How many lines of these entries include the string "tokio"? State the number alone.

[Stored data entries]
--
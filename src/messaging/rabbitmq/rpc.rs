use std::future::Future;
use std::sync::Arc;
use std::time::{Duration, Instant};

use async_trait::async_trait;
use dashmap::DashMap;
use serde::{de::DeserializeOwned, Serialize};
use serde_json::Value;
use tokio::sync::{oneshot, Mutex};
use tokio::task::JoinHandle;
use tracing::{debug, info, warn};
use uuid::Uuid;

use crate::config::QueueConfig;
use crate::messaging::metrics::MessagingMetrics;
use crate::messaging::protocol::DeliveryMetadata;
use crate::messaging::rabbitmq::connection::ConnectionManager;
use crate::messaging::rabbitmq::consumer::{
    ConsumeReport, HandlerOutcome, MessageHandler, QueueConsumer,
};
use crate::messaging::rabbitmq::error::{BrokerError, BrokerResult};
use crate::messaging::rabbitmq::publisher::{PublishOptions, Publisher};
use crate::messaging::rabbitmq::shutdown::ShutdownSignal;
use crate::messaging::rabbitmq::transport::ConsumeOptions;

/// 等待中的請求：關聯 ID -> 單次回應槽
type PendingRequests = DashMap<String, oneshot::Sender<Value>>;

/// 等待的 future 結束時移除對應的請求
struct PendingGuard<'a> {
    pending: &'a PendingRequests,
    correlation_id: &'a str,
}

impl Drop for PendingGuard<'_> {
    fn drop(&mut self) {
        self.pending.remove(self.correlation_id);
    }
}

/// 把回應分派給等待中的請求
struct ReplyRouter {
    pending: Arc<PendingRequests>,
}

#[async_trait]
impl MessageHandler for ReplyRouter {
    async fn handle(&self, body: Value, metadata: &DeliveryMetadata) -> anyhow::Result<HandlerOutcome> {
        let Some(correlation_id) = metadata.correlation_id.as_deref() else {
            warn!(queue = %metadata.queue, "Received RPC reply without correlation_id");
            MessagingMetrics::record_unmatched_reply();
            return Ok(HandlerOutcome::Ack);
        };

        match self.pending.remove(correlation_id) {
            Some((_, sender)) => {
                debug!(correlation_id, "Received RPC reply");
                if sender.send(body).is_err() {
                    warn!(correlation_id, "RPC caller stopped waiting before the reply arrived");
                    MessagingMetrics::record_unmatched_reply();
                }
            }
            None => {
                warn!(correlation_id, "Discarding RPC reply with no pending request");
                MessagingMetrics::record_unmatched_reply();
            }
        }
        Ok(HandlerOutcome::Ack)
    }
}

struct ReplyListener {
    queue: String,
    generation: u64,
    shutdown: ShutdownSignal,
    task: JoinHandle<BrokerResult<ConsumeReport>>,
}

/// RPC 客戶端
///
/// 每個客戶端擁有一個獨佔、自動刪除的回應佇列，多個並行請求只靠關聯 ID 區分。
/// 連接重建後回應佇列會在下一次請求時重新建立。
#[derive(Clone)]
pub struct RpcClient {
    connection: Arc<ConnectionManager>,
    publisher: Publisher,
    pending: Arc<PendingRequests>,
    listener: Arc<Mutex<Option<ReplyListener>>>,
}

impl RpcClient {
    /// 創建新的 RPC 客戶端
    pub fn new(connection: Arc<ConnectionManager>, publisher: Publisher) -> Self {
        Self {
            connection,
            publisher,
            pending: Arc::new(DashMap::new()),
            listener: Arc::new(Mutex::new(None)),
        }
    }

    /// 等待中的請求數
    pub fn pending_count(&self) -> usize {
        self.pending.len()
    }

    /// 發送請求並等待回應
    ///
    /// `timeout` 為 `None` 時使用 `rpc.default_timeout_ms`。逾時後到達的回應會被丟棄。
    pub async fn request<T>(
        &self,
        exchange: &str,
        routing_key: &str,
        payload: &T,
        timeout: Option<Duration>,
    ) -> BrokerResult<Value>
    where
        T: Serialize + ?Sized + Sync,
    {
        let timeout = timeout.unwrap_or_else(|| self.connection.config().rpc.default_timeout());
        let reply_to = self.reply_queue().await?;

        let correlation_id = Uuid::new_v4().to_string();
        let (sender, receiver) = oneshot::channel();
        self.pending.insert(correlation_id.clone(), sender);
        let _guard = PendingGuard {
            pending: &self.pending,
            correlation_id: &correlation_id,
        };

        let started = Instant::now();
        self.publisher
            .publish_with(
                exchange,
                routing_key,
                payload,
                PublishOptions::default()
                    .with_correlation_id(&correlation_id)
                    .with_reply_to(&reply_to),
            )
            .await?;
        debug!(
            exchange,
            routing_key,
            correlation_id = %correlation_id,
            reply_to = %reply_to,
            "Sent RPC request"
        );

        match tokio::time::timeout(timeout, receiver).await {
            Ok(Ok(reply)) => {
                MessagingMetrics::record_rpc("ok", started.elapsed());
                debug!(
                    correlation_id = %correlation_id,
                    elapsed = ?started.elapsed(),
                    "RPC request completed"
                );
                Ok(reply)
            }
            Ok(Err(_)) => {
                MessagingMetrics::record_rpc("closed", started.elapsed());
                warn!(correlation_id = %correlation_id, "RPC reply channel closed");
                Err(BrokerError::ChannelClosed)
            }
            Err(_) => {
                MessagingMetrics::record_rpc("timeout", started.elapsed());
                warn!(
                    correlation_id = %correlation_id,
                    timeout = ?timeout,
                    routing_key,
                    "RPC request timed out"
                );
                Err(BrokerError::RequestTimeout {
                    correlation_id: correlation_id.clone(),
                    timeout,
                })
            }
        }
    }

    /// 發送請求並把回應反序列化為 `R`
    pub async fn call<T, R>(
        &self,
        exchange: &str,
        routing_key: &str,
        payload: &T,
        timeout: Option<Duration>,
    ) -> BrokerResult<R>
    where
        T: Serialize + ?Sized + Sync,
        R: DeserializeOwned,
    {
        let reply = self.request(exchange, routing_key, payload, timeout).await?;
        Ok(serde_json::from_value(reply)?)
    }

    /// 取得可用的回應佇列，必要時重新建立
    async fn reply_queue(&self) -> BrokerResult<String> {
        let mut listener = self.listener.lock().await;
        self.connection.connect().await?;
        let generation = self.connection.generation();

        if let Some(current) = listener.as_ref() {
            if current.generation == generation && !current.task.is_finished() {
                return Ok(current.queue.clone());
            }
        }
        if let Some(stale) = listener.take() {
            debug!(queue = %stale.queue, "Replacing stale RPC reply listener");
            stale.shutdown.trigger();
        }

        let prefix = &self.connection.config().rpc.reply_queue_prefix;
        let queue = {
            let channel = self.connection.channel().await?;
            channel
                .declare_queue(&QueueConfig::temporary(format!("{}.{}", prefix, Uuid::new_v4().simple())))
                .await?
        };

        let shutdown = ShutdownSignal::new();
        let router = ReplyRouter {
            pending: self.pending.clone(),
        };
        let consumer = QueueConsumer::new(self.connection.clone(), &queue, Arc::new(router))
            .with_shutdown(shutdown.clone())
            .with_options(ConsumeOptions {
                no_ack: false,
                exclusive: true,
            });
        let task = tokio::spawn(async move { consumer.run().await });

        info!(queue = %queue, generation, "RPC reply listener started");
        *listener = Some(ReplyListener {
            queue: queue.clone(),
            generation,
            shutdown,
            task,
        });
        Ok(queue)
    }

    /// 停止回應監聽器
    pub async fn shutdown(&self) {
        let listener = self.listener.lock().await.take();
        if let Some(listener) = listener {
            listener.shutdown.trigger();
            match listener.task.await {
                Ok(Ok(_)) => debug!(queue = %listener.queue, "RPC reply listener stopped"),
                Ok(Err(error)) => debug!(queue = %listener.queue, error = %error, "RPC reply listener ended with error"),
                Err(error) => warn!(error = %error, "RPC reply listener task panicked"),
            }
        }
    }
}

/// RPC 業務處理器
#[async_trait]
pub trait RpcHandler: Send + Sync {
    async fn handle(&self, request: Value, metadata: &DeliveryMetadata) -> anyhow::Result<Value>;
}

#[async_trait]
impl<F, Fut> RpcHandler for F
where
    F: Fn(Value, DeliveryMetadata) -> Fut + Send + Sync,
    Fut: Future<Output = anyhow::Result<Value>> + Send,
{
    async fn handle(&self, request: Value, metadata: &DeliveryMetadata) -> anyhow::Result<Value> {
        (self)(request, metadata.clone()).await
    }
}

/// 把 `RpcHandler` 的返回值發佈到請求的 `reply_to`
pub struct RpcResponder {
    publisher: Publisher,
    handler: Arc<dyn RpcHandler>,
}

impl RpcResponder {
    pub fn new(publisher: Publisher, handler: Arc<dyn RpcHandler>) -> Self {
        Self { publisher, handler }
    }
}

#[async_trait]
impl MessageHandler for RpcResponder {
    async fn handle(&self, body: Value, metadata: &DeliveryMetadata) -> anyhow::Result<HandlerOutcome> {
        let (Some(reply_to), Some(correlation_id)) =
            (metadata.reply_to.as_deref(), metadata.correlation_id.as_deref())
        else {
            warn!(
                queue = %metadata.queue,
                delivery_tag = metadata.delivery_tag,
                "Dropping RPC request without reply_to or correlation_id"
            );
            return Ok(HandlerOutcome::Ack);
        };

        let reply = self.handler.handle(body, metadata).await?;
        self.publisher
            .publish_reply(reply_to, correlation_id, &reply)
            .await?;
        debug!(correlation_id, reply_to, "Sent RPC reply");
        Ok(HandlerOutcome::Ack)
    }
}

/// RPC 服務端：消費請求佇列並回覆
pub struct RpcServer {
    consumer: QueueConsumer,
}

impl RpcServer {
    /// 創建 RPC 服務，`queue` 可以是配置鍵或佇列名稱
    pub fn new(
        connection: Arc<ConnectionManager>,
        publisher: Publisher,
        queue: &str,
        handler: Arc<dyn RpcHandler>,
    ) -> Self {
        let responder = RpcResponder::new(publisher, handler);
        Self {
            consumer: QueueConsumer::new(connection, queue, Arc::new(responder)),
        }
    }

    pub fn with_shutdown(mut self, shutdown: ShutdownSignal) -> Self {
        self.consumer = self.consumer.with_shutdown(shutdown);
        self
    }

    pub fn with_timeout(mut self, timeout: Option<Duration>) -> Self {
        self.consumer = self.consumer.with_timeout(timeout);
        self
    }

    pub fn consumer(&self) -> &QueueConsumer {
        &self.consumer
    }

    /// 服務請求直到停止
    pub async fn run(&self) -> BrokerResult<ConsumeReport> {
        self.consumer.run().await
    }
}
--
◆ **Response to this task**:
4